**Your assignment:**
For this exercise, please reproduce the records below word for word, from the first line through the line with "pub const RUNNING_SLOT_LABELS: [&str;".

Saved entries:
↓

/// Labels for the five cycling score slots, in duration order.
pub const CYCLING_SLOT_LABELS: [&str; 5] = ["NM", "LACT", "VO2", "THR", "STA"];
/// Labels for the five running score slots, in distance order.
pub const RUNNING_SLOT_LABELS: [&str; 5] = ["1500m", "5000m", "10km", "Half", "Marathon"];

/// Sex-specific W/kg benchmarks for the cycling slots.
const MALE_CYCLING_BENCHMARKS_WKG: [f64; 5] = [24.65, 11.33, 7.65, 6.59, 5.76];
const FEMALE_CYCLING_BENCHMARKS_WKG: [f64; 5] = [17.2, 9.4, 6.5, 5.5, 4.9];

/// Sex-specific world-record benchmarks for the running slots, seconds.
const MALE_RUNNING_BENCHMARKS_SECS: [f64; 5] = [206.0, 769.0, 1584.0, 3451.0, 7235.0];
const FEMALE_RUNNING_BENCHMARKS_SECS: [f64; 5] = [229.0, 853.0, 1801.0, 3916.0, 8221.0];

/// Running race scoring keeps the CS-D' prediction up to this implied time.
const SCORING_CS_LIMIT_SECS: f64 = 960.0;

/// Rarity tier derived from the overall rating. Canonical scheme; the card
/// visuals use [`RarityTier::card_label`] as a pure presentation remap.
#[derive(Debug, Clone, Copy, PartialEq, Eq, Serialize)]
#[serde(rename_all = "UPPERCASE")]
pub enum RarityTier {
    Alien,
    Hero,
    Pro,
    Elite,
    Standard,
}

impl RarityTier {
    /// Tier thresholds: 100 / 95 / 90 / 85.
    pub fn from_rating(overall_rating: u32) -> Self {
        match overall_rating {
            r if r >= 100 => RarityTier::Alien,
            r if r >= 95 => RarityTier::Hero,
            r if r >= 90 => RarityTier::Pro,
            r if r >= 85 => RarityTier::Elite,
            _ => RarityTier::Standard,
        }
    }

    /// Card-visual label scheme layered on the same rating.
    pub fn card_label(&self) -> &'static str {
        match self {
            RarityTier::Alien | RarityTier::Hero => "GOAT",
            RarityTier::Pro => "LEGGENDA",
            RarityTier::Elite => "ELITE",
            RarityTier::Standard => "BASE",
        }
    }
}

/// Cycling rider specialization.
#[derive(Debug, Clone, Copy, PartialEq, Eq, Serialize)]
#[serde(rename_all = "kebab-case")]
pub enum CyclingProfile {
    Sprinter,
    Puncheur,
    Climber,
    TimeTrialist,
    AllRounder,
}

/// Running athlete specialization.
#[derive(Debug, Clone, Copy, PartialEq, Eq, Serialize)]
#[serde(rename_all = "kebab-case")]
pub enum RunningProfile {
    FastMiddleDistance,
    MiddleDistance,
    LongDistance,
    HalfMarathonSpecialist,
    Marathoner,
    AllRounder,
}

/// One scored slot: label plus its 0-100-ish score.
#[derive(Debug, Clone, Copy, PartialEq, Serialize)]
pub struct ScoreSlot {
    pub label: &'static str,
    pub score: u32,
}

/// Complete cycling athlete profile, recomputed on demand and never stored.
#[derive(Debug, Clone, PartialEq, Serialize)]
pub struct CyclingAthleteProfile {
    pub stats: [ScoreSlot; 5],
    pub overall_rating: u32,
    pub profile: CyclingProfile,
    pub rarity: RarityTier,
}

/// Complete running athlete profile.
#[derive(Debug, Clone, PartialEq, Serialize)]
pub struct RunningAthleteProfile {
    pub stats: [ScoreSlot; 5],
    pub overall_rating: u32,
    pub profile: RunningProfile,
    pub rarity: RarityTier,
}

/// Scoring engine.
pub struct AthleteScorer;

impl AthleteScorer {
    /// Score a cycling model against sex-specific W/kg benchmarks.
    pub fn cycling_profile(
        model: &CyclingModel,
        body_weight_kg: f64,
        sex: Sex,
    ) -> CyclingAthleteProfile {
        let benchmarks = match sex {
            Sex::Male => &MALE_CYCLING_BENCHMARKS_WKG,
            Sex::Female => &FEMALE_CYCLING_BENCHMARKS_WKG,
        };

        let mut scores = [0u32; 5];
        for (i, &duration) in CYCLING_SCORE_DURATIONS.iter().enumerate() {
            let watts = PowerDurationEvaluator::power_at(model, duration).watts;
            let wkg = watts / body_weight_kg;
            scores[i] = (wkg / benchmarks[i] * SCORE_SCALE).round() as u32;
        }

        let overall_rating = Self::overall_rating(&scores);
        let profile = Self::classify_cycling(&scores, body_weight_kg);
        debug!(overall_rating, ?profile, "scored cycling athlete");

        CyclingAthleteProfile {
            stats: Self::slots(&CYCLING_SLOT_LABELS, &scores),
            overall_rating,
            profile,
            rarity: RarityTier::from_rating(overall_rating),
        }
    }

    /// Score a running model against sex-specific world-record times.
    ///
    /// Lower predicted time is better, hence the inverted ratio.
    pub fn running_profile(model: &RunningModel, sex: Sex) -> RunningAthleteProfile {
        let benchmarks = match sex {
            Sex::Male => &MALE_RUNNING_BENCHMARKS_SECS,
            Sex::Female => &FEMALE_RUNNING_BENCHMARKS_SECS,
        };

        let mut scores = [0u32; 5];
        for (i, &distance) in RUNNING_SCORE_DISTANCES.iter().enumerate() {
            let predicted = Self::predicted_race_time(model, distance);
            scores[i] = Self::race_score(benchmarks[i], predicted);
        }

        let overall_rating = Self::overall_rating(&scores);
        let profile = Self::classify_running(&scores);
        debug!(overall_rating, ?profile, "scored running athlete");

        RunningAthleteProfile {
            stats: Self::slots(&RUNNING_SLOT_LABELS, &scores),
            overall_rating,
            profile,
            rarity: RarityTier::from_rating(overall_rating),
        }
    }

    /// Race-time prediction for scoring. Note the 960 s CS-D' cutoff here:
    /// the scoring path has always used 16 minutes where the interactive
    /// calculators use 17, and the two are kept as-is.
    pub fn predicted_race_time(model: &RunningModel, distance_m: f64) -> f64 {
        let implied = (distance_m - model.d_prime) / model.cs;
        if implied <= SCORING_CS_LIMIT_SECS {
            implied.max(0.0)
        } else {
            (distance_m / model.power_law.scale).powf(1.0 / model.power_law.exponent)
        }
    }

    /// Benchmark-relative score for one race slot. A D' at or beyond the
    /// race distance collapses the CS-D' prediction to zero; that slot
    /// scores 0 instead of letting the ratio saturate the integer cast.
    fn race_score(benchmark_secs: f64, predicted_secs: f64) -> u32 {
        if predicted_secs <= 0.0 {
            return 0;
        }
        (benchmark_secs / predicted_secs * SCORE_SCALE).round() as u32
    }

    /// Mean of the five slot scores, rounded.
    fn overall_rating(scores: &[u32; 5]) -> u32 {
        let values: Vec<f64> = scores.iter().map(|&s| f64::from(s)).collect();
        values.iter().mean().round() as u32
    }

    /// Index of the specialist peak, or `None` for a generalist.
    ///
    /// Z-scores use the population standard deviation of the athlete's own
    /// five scores. A flat score line (zero deviation) is a generalist by
    /// definition. Ties resolve to the earliest slot.
    pub fn specialist_index(scores: &[u32; 5]) -> Option<usize> {
        let values: Vec<f64> = scores.iter().map(|&s| f64::from(s)).collect();
        let mean = values.iter().mean();
        let std_dev = values.iter().population_std_dev();
        if !(std_dev > 0.0) {
            return None;
        }

        let mut peak = 0;
        let mut max_z = f64::NEG_INFINITY;
        for (i, value) in values.iter().enumerate() {
            let z = (value - mean) / std_dev;
            if z > max_z {
                max_z = z;
                peak = i;
            }
        }

        (max_z > SPECIALIZATION_Z_THRESHOLD).then_some(peak)
    }

    fn classify_cycling(scores: &[u32; 5], body_weight_kg: f64) -> CyclingProfile {
        match Self::specialist_index(scores) {
            Some(0) => CyclingProfile::Sprinter,
            Some(1) | Some(2) => CyclingProfile::Puncheur,
            Some(3) | Some(4) => {
                if body_weight_kg <= CLIMBER_WEIGHT_LIMIT_KG {
                    CyclingProfile::Climber
                } else {
                    CyclingProfile::TimeTrialist
                }
            }
            _ => CyclingProfile::AllRounder,
        }
    }

    fn classify_running(scores: &[u32; 5]) -> RunningProfile {
        match Self::specialist_index(scores) {
            Some(0) => RunningProfile::FastMiddleDistance,
            Some(1) => RunningProfile::MiddleDistance,
            Some(2) => RunningProfile::LongDistance,
            Some(3) => RunningProfile::HalfMarathonSpecialist,
            Some(4) => RunningProfile::Marathoner,
            _ => RunningProfile::AllRounder,
        }
    }

    fn slots(labels: &[&'static str; 5], scores: &[u32; 5]) -> [ScoreSlot; 5] {
        let mut slots = [ScoreSlot {
            label: "",
            score: 0,
        }; 5];
        for i in 0..5 {
            slots[i] = ScoreSlot {
                label: labels[i],
                score: scores[i],
            };
        }
        slots
    }
}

↑

**Task result:**
/// Labels for the five cycling score slots, in duration order.
pub const CYCLING_SLOT_LABELS: [&str; 5] = ["NM", "LACT", "VO2", "THR", "STA"];
/// Labels for the five running score slots, in distance order.
pub const RUNNING_SLOT_LABELS: [&str; 5] = ["1500m", "5000m", "10km", "Half", "Marathon"];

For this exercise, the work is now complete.